ダナゾール:Donazol

ダナゾールDanazol)はテストステロン誘導体であり、偽閉経状態を作り上げる作用があり子宮内膜症、子宮筋腫症などの治療に用いられる。

1、作用機序
下垂体にてLH、FSHの分泌を抑制させ卵巣にてエストラジオールの分泌を抑制。
子宮内膜のアンドロゲンレセプターに結合して増殖を抑制する。

2、効能
下垂体からのLH、FSH分泌抑制により閉経状態を作り出す。
これにより子宮内膜症、子宮腺筋症、乳腺症などの婦人科疾患に効果を示す。

3、用法、用量
成人はダナゾールを1日200~400mgを2回に分け、月経周期第2~5日より約4カ月間連続経口服用する。

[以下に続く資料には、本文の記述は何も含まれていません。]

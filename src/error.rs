//! Errors raised while recording a benchmark run.

use std::io;
use std::path::PathBuf;

use thiserror::Error;

use crate::config::ConfigError;

/// Result type alias for recorder operations.
pub type Result<T> = std::result::Result<T, RecorderError>;

/// Error type for a single benchmark recording.
///
/// Every variant is fatal to the run. A metric missing from the tool's report
/// is not an error; it is recorded as zero.
#[derive(Debug, Error)]
pub enum RecorderError {
    /// The load-generation tool could not be found.
    #[error("load generator not found: {program}")]
    ToolNotFound {
        /// Program that was looked up.
        program: PathBuf,
    },
    /// The load-generation tool could not be started or its output collected.
    #[error("failed to run {program}: {source}")]
    Launch {
        /// Program that was executed.
        program: PathBuf,
        /// Underlying spawn or pipe error.
        source: io::Error,
    },
    /// The tool ran but exited unsuccessfully.
    #[error("{program} exited with {}{}", describe_code(.code), describe_stderr(.stderr))]
    ToolFailed {
        /// Program that was executed.
        program: PathBuf,
        /// Exit code, `None` when terminated by a signal.
        code: Option<i32>,
        /// Trimmed standard error of the tool.
        stderr: String,
    },
    /// Opening, locking or writing the results log failed.
    #[error(transparent)]
    Io(#[from] io::Error),
    /// Serializing or reading back a CSV row failed.
    #[error(transparent)]
    Csv(#[from] csv::Error),
    /// Loading the configuration file failed.
    #[error(transparent)]
    Config(#[from] ConfigError),
}

fn describe_code(code: &Option<i32>) -> String {
    match code {
        Some(code) => format!("status {code}"),
        None => "a signal".to_string(),
    }
}

fn describe_stderr(stderr: &str) -> String {
    if stderr.is_empty() {
        String::new()
    } else {
        format!(": {stderr}")
    }
}
//! Optional TOML configuration for the recorder.
//!
//! A config file is only read when the caller names one; there is no implicit
//! lookup location.

use std::fs;
use std::path::{Path, PathBuf};

use serde::{Deserialize, Serialize};
use thiserror::Error;
use tracing::debug;

use crate::recorder::ExitPolicy;

/// Settings read from the config file. Every key is optional.
#[derive(Debug, Clone, Default, PartialEq, Eq, Deserialize, Serialize)]
#[serde(deny_unknown_fields)]
pub struct RecorderConfig {
    /// Results log location.
    #[serde(default)]
    pub log: Option<PathBuf>,
    /// Load generator binary.
    #[serde(default)]
    pub wrk_bin: Option<PathBuf>,
    /// Extra arguments passed to the load generator.
    #[serde(default)]
    pub wrk_args: Vec<String>,
    /// Behaviour on an unsuccessful tool exit.
    #[serde(default)]
    pub exit_policy: Option<ExitPolicy>,
}

impl RecorderConfig {
    /// Reads and parses the config file at `path`, which must exist.
    pub fn load(path: &Path) -> Result<Self, ConfigError> {
        let contents = fs::read_to_string(path).map_err(|source| ConfigError::Read {
            path: path.to_path_buf(),
            source,
        })?;
        debug!(path = %path.display(), "loaded recorder config");
        Self::from_toml(&contents, path)
    }

    /// Parses a config document. `path` is only used in error messages.
    pub fn from_toml(contents: &str, path: &Path) -> Result<Self, ConfigError> {
        toml::from_str(contents).map_err(|source| ConfigError::Parse {
            path: path.to_path_buf(),
            source,
        })
    }
}

/// Error type for configuration loading.
#[derive(Debug, Error)]
pub enum ConfigError {
    /// The file could not be read.
    #[error("failed to read config {path}: {source}")]
    Read {
        /// Config file path.
        path: PathBuf,
        /// Underlying error.
        source: std::io::Error,
    },
    /// The file is not valid TOML for this config, or holds an unknown value.
    #[error("failed to parse config {path}: {source}")]
    Parse {
        /// Config file path.
        path: PathBuf,
        /// Underlying error.
        source: toml::de::Error,
    },
}
//! One benchmark run, end to end: run the tool, read its report, log a row.

use serde::{Deserialize, Serialize};
use tracing::{info, warn};

use crate::error::{RecorderError, Result};
use crate::generator::LoadGenerator;
use crate::metrics::parse_metrics;
use crate::results_log::{AppendReport, ResultsLog};
use crate::run::{LogRecord, RunParams};

/// What to do when the load generator exits unsuccessfully.
#[derive(Debug, Clone, Copy, Default, PartialEq, Eq, Serialize, Deserialize)]
#[serde(rename_all = "lowercase")]
pub enum ExitPolicy {
    /// Fail the run and write nothing.
    #[default]
    Fail,
    /// Log a warning and record whatever the report contains.
    Record,
}

/// Outcome of a successful [`Recorder::record`].
#[derive(Debug, Clone)]
pub struct Recorded {
    /// The row that was appended.
    pub record: LogRecord,
    /// What the append did to the log file.
    pub append: AppendReport,
    /// Exit code of the load generator.
    pub exit_code: Option<i32>,
}

/// Runs a load generator and appends its headline metrics to a log.
#[derive(Debug)]
pub struct Recorder<G> {
    generator: G,
    log: ResultsLog,
    exit_policy: ExitPolicy,
}

impl<G: LoadGenerator> Recorder<G> {
    /// Creates a recorder writing to `log` with the default [`ExitPolicy`].
    pub fn new(generator: G, log: ResultsLog) -> Self {
        Self {
            generator,
            log,
            exit_policy: ExitPolicy::default(),
        }
    }

    /// Overrides the exit policy.
    pub fn with_exit_policy(mut self, exit_policy: ExitPolicy) -> Self {
        self.exit_policy = exit_policy;
        self
    }

    /// The log rows are appended to.
    pub fn log(&self) -> &ResultsLog {
        &self.log
    }

    /// The load generator in use.
    pub fn generator(&self) -> &G {
        &self.generator
    }

    /// Runs one load test with `params` and appends the result.
    ///
    /// Blocks for as long as the load generator runs.
    ///
    /// # Errors
    ///
    /// Fails without touching the log if the tool cannot be launched, or if
    /// it exits unsuccessfully under [`ExitPolicy::Fail`]. Fails if the row
    /// cannot be appended. Metrics missing from the report are not errors.
    pub fn record(&self, params: RunParams) -> Result<Recorded> {
        let output = self.generator.run(&params)?;
        if !output.success() {
            match self.exit_policy {
                ExitPolicy::Fail => {
                    return Err(RecorderError::ToolFailed {
                        program: self.generator.program().to_path_buf(),
                        code: output.code,
                        stderr: output.stderr.trim().to_string(),
                    });
                }
                ExitPolicy::Record => warn!(
                    program = %self.generator.program().display(),
                    code = ?output.code,
                    "load generator failed; recording its partial report"
                ),
            }
        }

        let metrics = parse_metrics(&output.stdout);
        info!(
            rps = metrics.rps,
            transfer_mb_s = metrics.transfer_mb_s,
            latency_ms = metrics.latency_ms,
            connect_errors = metrics.connect_errors,
            "parsed load generator report"
        );
        let record = LogRecord::now(params, metrics);
        let append = self.log.append(&record)?;
        Ok(Recorded {
            record,
            append,
            exit_code: output.code,
        })
    }
}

症状が改善されない場合は増量する。
近年、副作用忌避の目的で局所療法や低用量(100~200mg/day)長期療法などがある。

4、副作用
副作用としては、男性様ホルモンとしての
ニキビ、むくみ、肩こり、声枯れ、多毛、乳房縮小などがあります。これらは基本投薬を中止すれば改善しますが、声変わりは時に治らないときがあるので、注意が必要です。

また注意が必要な副作用としては、血栓症、肝機能異常、間質性肺炎などがあります。